The board has asked Mr Ong to tender his resignation within seven days from Feb 1. If it does not receive his resignation in 14 days, it will convene an extraordinary general meeting to remove him from his position, Sakae said.
Mr Ong could not be reached for comment.
Sakae said in an earlier statement that the suspicious transactions were also in breach of a Sept 3, 2010, subscription and joint-venture agreement, and "may adversely affect (Sakae's) interests and the value of its investments" in the company.
An international accounting firm commissioned by Sakae executive chairman and CEO Douglas Foo Peow Yong to investigate Griffin's accounting records reported that the suspicious transactions included payments of substantial sums that have been made by Griffin and "apparent contracts which purport to oblige (Griffin) to make substantial payments to companies majority-owned or controlled by Mr Ong".
Sakae said that these transactions had not been properly disclosed to Sakae and Mr Foo, who is also the company's representative on Griffin's board. "As a director of the company, Andy Ong has both statutory and fiduciary duties that require him not to act against the interests of the company, and/or not to place himself in a conflict of interest position."
In recommending Mr Ong's resignation, Sakae's nominating committee, which includes Mr Foo, cited the findings of the accounting firm's report, a written complaint filed by Sakae's lawyers to the Commercial Affairs Department, as well as a confidential report on Griffin that had earlier been submitted to the Minister of Finance.
Under Section 207(9A) of the Companies Act, an auditor of a public company or a subsidiary of a public company, has a legal duty to report to the Minister of Finance immediately if he has reason to believe that a serious offence involving fraud or other dishonesty has been committed against the company by officers or employees of the company.

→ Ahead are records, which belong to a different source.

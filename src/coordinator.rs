//! Per-page ingestion: the unit of work shared by batch, watch and import.
//!
//! [`IngestionCoordinator::ingest_page`] checks the repository, fetches the
//! page, stores its artifacts, classifies its text and performs one
//! idempotent insert. Anything that goes wrong with a single page becomes
//! [`IngestOutcome::Skipped`]; only repository failures abort the caller.

use anyhow::Result;
use chrono::NaiveDate;
use serde_json::json;
use std::sync::Arc;
use std::time::Duration;
use tracing::{debug, warn};

use crate::artifacts::{content_sha256, ArtifactWriter, FsArtifactWriter};
use crate::classify::classify;
use crate::config::{Config, PipelineConfig};
use crate::error::{PageError, PipelineError};
use crate::models::{truncate_chars, IngestOutcome, NewRecord};
use crate::page_source::{DirectoryPageSource, PageSource};
use crate::people::detect_people;
use crate::repository::Repository;

/// Field caps and provenance applied when building records.
#[derive(Debug, Clone)]
pub struct RecordLimits {
    pub raw_text_cap: usize,
    pub description_cap: usize,
    pub context_cap: usize,
    pub release_date: NaiveDate,
}

impl RecordLimits {
    pub fn from_config(pipeline: &PipelineConfig) -> Result<Self> {
        Ok(Self {
            raw_text_cap: pipeline.raw_text_cap,
            description_cap: pipeline.description_cap,
            context_cap: pipeline.context_cap,
            release_date: pipeline.release_date()?,
        })
    }
}

/// Locators and fingerprint of a page's stored artifacts.
#[derive(Debug, Clone, Default)]
pub struct PageArtifacts {
    pub artifact_path: Option<String>,
    pub thumbnail_path: Option<String>,
    pub content_sha256: Option<String>,
}

/// Classifies `raw_text` and assembles the record for one page.
pub fn build_record(
    limits: &RecordLimits,
    source_id: &str,
    index: u32,
    raw_text: Option<&str>,
    artifacts: PageArtifacts,
) -> NewRecord {
    let raw_text = raw_text.filter(|t| !t.trim().is_empty());
    let classification = classify(raw_text);
    let people = raw_text.map(detect_people).unwrap_or_default();

    let label = match &classification.external_id {
        Some(ext) => format!("{} - Page {}", ext, index),
        None => format!("Page {}", index),
    };
    let title = match &classification.description {
        Some(desc) => format!("{} - {} - {}", desc, label, source_id),
        None => format!("Document {} - {}", label, source_id),
    };

    let mut metadata = json!({
        "source_id": source_id,
        "page_index": index,
        "classification": classification.category.as_str(),
        "has_thumbnail": artifacts.thumbnail_path.is_some(),
        "detected_people": people,
    });
    if let Some(sha) = &artifacts.content_sha256 {
        metadata["content_sha256"] = json!(sha);
    }
    if let Some(ext) = &classification.external_id {
        metadata["external_id"] = json!(ext);
    }

    NewRecord {
        source_id: source_id.to_string(),
        page_index: index,
        title,
        doc_type: classification.category.doc_type().to_string(),
        subcategory: classification.category.subcategory().map(str::to_string),
        description: classification
            .description
            .as_deref()
            .map(|d| truncate_chars(d, limits.description_cap)),
        context: classification
            .context
            .as_deref()
            .map(|c| truncate_chars(c, limits.context_cap)),
        raw_text: raw_text.map(|t| truncate_chars(t, limits.raw_text_cap)),
        external_id: classification.external_id,
        artifact_path: artifacts.artifact_path,
        thumbnail_path: artifacts.thumbnail_path,
        release_date: limits.release_date,
        metadata,
        people,
    }
}

pub struct IngestionCoordinator {
    source: Arc<dyn PageSource>,
    artifacts: Arc<dyn ArtifactWriter>,
    repository: Arc<dyn Repository>,
    limits: RecordLimits,
    page_timeout: Duration,
}

impl IngestionCoordinator {
    pub fn new(
        source: Arc<dyn PageSource>,
        artifacts: Arc<dyn ArtifactWriter>,
        repository: Arc<dyn Repository>,
        limits: RecordLimits,
        page_timeout: Duration,
    ) -> Self {
        Self {
            source,
            artifacts,
            repository,
            limits,
            page_timeout,
        }
    }

    /// Coordinator over the producer's output directory and the filesystem
    /// artifact store named in `config`.
    pub fn from_config(config: &Config, repository: Arc<dyn Repository>) -> Result<Self> {
        let source = DirectoryPageSource::new(&config.pipeline.extracted_root)?
            .with_settle(config.watch.settle());
        let artifacts = FsArtifactWriter::new(
            &config.pipeline.store_root,
            config.pipeline.thumbnail_max_px,
        );
        Ok(Self::new(
            Arc::new(source),
            Arc::new(artifacts),
            repository,
            RecordLimits::from_config(&config.pipeline)?,
            config.pipeline.page_timeout(),
        ))
    }

    pub fn limits(&self) -> &RecordLimits {
        &self.limits
    }

    pub fn source(&self) -> &Arc<dyn PageSource> {
        &self.source
    }

    pub fn repository(&self) -> &Arc<dyn Repository> {
        &self.repository
    }

    /// Ingests one page. `Err` is returned only for run-level failures.
    pub async fn ingest_page(
        &self,
        source_id: &str,
        index: u32,
    ) -> Result<IngestOutcome, PipelineError> {
        if self.repository.exists(source_id, index).await? {
            debug!(source = source_id, page = index, "already ingested");
            return Ok(IngestOutcome::AlreadyPresent);
        }

        let prepared = match tokio::time::timeout(self.page_timeout, self.prepare(source_id, index))
            .await
        {
            Ok(result) => result,
            Err(_) => Err(PageError::Timeout(self.page_timeout)),
        };

        let record = match prepared {
            Ok(Some(record)) => record,
            Ok(None) => return Ok(IngestOutcome::NotAvailable),
            Err(e) => {
                warn!(source = source_id, page = index, reason = %e, "skipping page");
                return Ok(IngestOutcome::Skipped {
                    reason: e.to_string(),
                });
            }
        };

        match self.repository.insert_if_absent(&record).await {
            Ok(true) => {
                debug!(source = source_id, page = index, doc_type = %record.doc_type, "ingested page");
                Ok(IngestOutcome::Inserted)
            }
            // Another worker won the race for this natural key.
            Ok(false) => Ok(IngestOutcome::AlreadyPresent),
            Err(PipelineError::InvalidRecord(reason)) => {
                warn!(source = source_id, page = index, %reason, "skipping invalid record");
                Ok(IngestOutcome::Skipped { reason })
            }
            Err(e) => Err(e),
        }
    }

    async fn prepare(&self, source_id: &str, index: u32) -> Result<Option<NewRecord>, PageError> {
        let page = match self.source.get_page(source_id, index).await? {
            Some(page) => page,
            None => return Ok(None),
        };

        let artifact_path = self
            .artifacts
            .store_image(source_id, index, &page.image)
            .await?;

        let thumbnail_path = match self.artifacts.derive_thumbnail(&artifact_path).await {
            Ok(path) => Some(path),
            Err(e) => {
                warn!(source = source_id, page = index, error = %e, "thumbnail generation failed");
                None
            }
        };

        Ok(Some(build_record(
            &self.limits,
            source_id,
            index,
            page.raw_text.as_deref(),
            PageArtifacts {
                artifact_path: Some(artifact_path),
                thumbnail_path,
                content_sha256: Some(content_sha256(&page.image)),
            },
        )))
    }
}
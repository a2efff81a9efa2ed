//! Error taxonomy for the ingestion pipeline.
//!
//! [`PageError`] covers failures scoped to one page; the coordinator turns
//! them into a skip. [`PipelineError`] is what aborts a run and reaches the
//! caller. A natural-key conflict is neither: it is a normal
//! `inserted = false` outcome.

use thiserror::Error;

#[derive(Error, Debug)]
pub enum PipelineError {
    #[error("Page source unavailable: {0}")]
    SourceUnavailable(String),
    #[error("Repository unavailable: {0}")]
    RepositoryUnavailable(#[from] sqlx::Error),
    #[error("Invalid record: {0}")]
    InvalidRecord(String),
    #[error("Invalid request: {0}")]
    InvalidRequest(String),
}

#[derive(Error, Debug)]
pub enum PageError {
    #[error("render failed: {0}")]
    Render(String),
    #[error("artifact write failed: {0}")]
    Artifact(#[from] std::io::Error),
    #[error("page exceeded its time budget of {0:?}")]
    Timeout(std::time::Duration),
}
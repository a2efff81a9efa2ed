//! # Page Catalog
//!
//! Incremental ingestion of paginated document dumps into a searchable
//! catalog.
//!
//! An external producer renders each page of a large source (a multi-thousand
//! page PDF bundle, say) into `page_NNNNN.png` plus optional OCR text. This
//! crate turns every materialized page into exactly one catalog record:
//! the page image is stored, a thumbnail derived, the text classified into a
//! fixed category set, and the result inserted idempotently under the natural
//! key `(source_id, page_index)`.
//!
//! ## Architecture
//!
//! ```text
//! ┌─────────────┐   ┌──────────────────┐   ┌───────────┐
//! │  Producer   │──▶│   Coordinator    │──▶│  SQLite   │
//! │ page_*.png  │   │ classify + store │   │ FTS5      │
//! └─────────────┘   └────────▲─────────┘   └─────┬─────┘
//!                            │                   │
//!                  ┌─────────┴───────┐     ┌─────▼─────┐
//!                  │ batch  │ watch  │     │  search   │
//!                  └─────────────────┘     └───────────┘
//! ```
//!
//! ## Quick Start
//!
//! ```bash
//! pcat init                       # create database
//! pcat ingest bundle.pdf          # one pass over every page
//! pcat watch bundle.pdf           # follow a running producer
//! pcat search "flight log" --category flight_log
//! ```
//!
//! ## Modules
//!
//! | Module | Purpose |
//! |--------|---------|
//! | [`config`] | TOML configuration parsing |
//! | [`models`] | Core data types |
//! | [`error`] | Run-level and per-page error types |
//! | [`classify`] | Deterministic page classifier |
//! | [`people`] | Named-person detection |
//! | [`page_source`] | Where rendered pages come from |
//! | [`artifacts`] | Page image and thumbnail storage |
//! | [`liveness`] | Is the producer still running? |
//! | [`repository`] | Record store trait, SQLite and in-memory |
//! | [`coordinator`] | Per-page ingestion |
//! | [`batch`] | Fixed-range runs and manifest import |
//! | [`watch`] | Continuous runs alongside the producer |
//! | [`search`] | Ranked search and filtered listing |
//! | [`get`] | Single record retrieval |
//! | [`stats`] | Catalog statistics and extraction progress |
//! | [`progress`] | Progress reporting on stderr |
//! | [`db`] | Database connection |
//! | [`migrate`] | Schema migrations |

pub mod artifacts;
pub mod batch;
pub mod classify;
pub mod config;
pub mod coordinator;
pub mod db;
pub mod error;
pub mod get;
pub mod liveness;
pub mod migrate;
pub mod models;
pub mod page_source;
pub mod people;
pub mod progress;
pub mod repository;
pub mod search;
pub mod stats;
pub mod watch;
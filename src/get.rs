//! Record retrieval by id.
//!
//! Fetches one catalog record together with the people linked to it. Used by
//! the `pcat get` command.

use anyhow::{bail, Result};
use serde::Serialize;

use crate::config::Config;
use crate::error::PipelineError;
use crate::models::DocumentRecord;
use crate::repository::{Repository, SqliteRepository};

#[derive(Debug, Clone, Serialize)]
pub struct RecordDetail {
    #[serde(flatten)]
    pub record: DocumentRecord,
    pub people: Vec<String>,
}

pub async fn get_record(
    repository: &dyn Repository,
    id: i64,
) -> Result<Option<RecordDetail>, PipelineError> {
    let Some(record) = repository.get(id).await? else {
        return Ok(None);
    };
    let people = repository.people_for(id).await?;
    Ok(Some(RecordDetail { record, people }))
}

pub async fn run_get(config: &Config, id: i64) -> Result<()> {
    let repository = SqliteRepository::open(config).await?;
    let result = get_record(&repository, id).await;
    repository.close().await;

    let Some(detail) = result? else {
        bail!("Record not found: {}", id);
    };
    let r = &detail.record;

    println!("--- Record ---");
    println!("id:            {}", r.id);
    println!("title:         {}", r.title);
    println!("source_id:     {}", r.source_id);
    println!("page_index:    {}", r.page_index);
    println!("doc_type:      {}", r.doc_type);
    if let Some(ref sub) = r.subcategory {
        println!("subcategory:   {}", sub);
    }
    if let Some(ref ext) = r.external_id {
        println!("external_id:   {}", ext);
    }
    if let Some(ref path) = r.artifact_path {
        println!("artifact_path: {}", path);
    }
    if let Some(ref path) = r.thumbnail_path {
        println!("thumbnail:     {}", path);
    }
    println!("release_date:  {}", r.release_date);
    println!("created_at:    {}", format_ts_iso(r.created_at));
    if !detail.people.is_empty() {
        println!("people:        {}", detail.people.join(", "));
    }
    println!("metadata:      {}", r.metadata);
    println!();

    if let Some(ref desc) = r.description {
        println!("--- Description ---");
        println!("{}", desc);
        if let Some(ref ctx) = r.context {
            println!("{}", ctx);
        }
        println!();
    }

    println!("--- Text ---");
    println!("{}", r.raw_text.as_deref().unwrap_or("(no text)"));

    Ok(())
}

fn format_ts_iso(ts: i64) -> String {
    chrono::DateTime::from_timestamp(ts, 0)
        .map(|dt| dt.format("%Y-%m-%dT%H:%M:%SZ").to_string())
        .unwrap_or_else(|| ts.to_string())
}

Sakae said that it believed that Mr Ong should not be permitted to be present at board meetings or be privy to discussions and decisions by the board regarding the ongoing investigations and other confidential matters concerning Griffin and him.
Mr Ong is also chief executive officer of ERC Holdings, which runs various businesses in education, training and property investments. According to ERC's website, he is a sought-after financial authority and had appeared frequently on CNBC, Bloomberg and Channel News Asia to speak on financial management issues.